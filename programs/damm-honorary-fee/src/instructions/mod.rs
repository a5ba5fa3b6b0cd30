pub mod validation;
pub mod distribution;
pub mod investor_accounts;
pub mod initialize_honorary_position;
pub mod crank_distribute_page;

pub use validation::*;
pub use distribution::*;
pub use investor_accounts::*;
pub use initialize_honorary_position::*;
pub use crank_distribute_page::*;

★ ★ ★ ★ ★

- [What the task requires]: Copy every entry exactly, missing none.

- [Your response]:
filename programs/damm-honorary-fee/src/instructions/mod.rs
repository a5ba5fa3b6b0cd30
pub mod validation;
pub mod distribution;
pub mod investor_accounts;
pub mod initialize_honorary_position;
pub mod crank_distribute_page;

pub use validation::*;
pub use distribution::*;
pub use investor_accounts::*;
pub use initialize_honorary_position::*;
pub use crank_distribute_page::*;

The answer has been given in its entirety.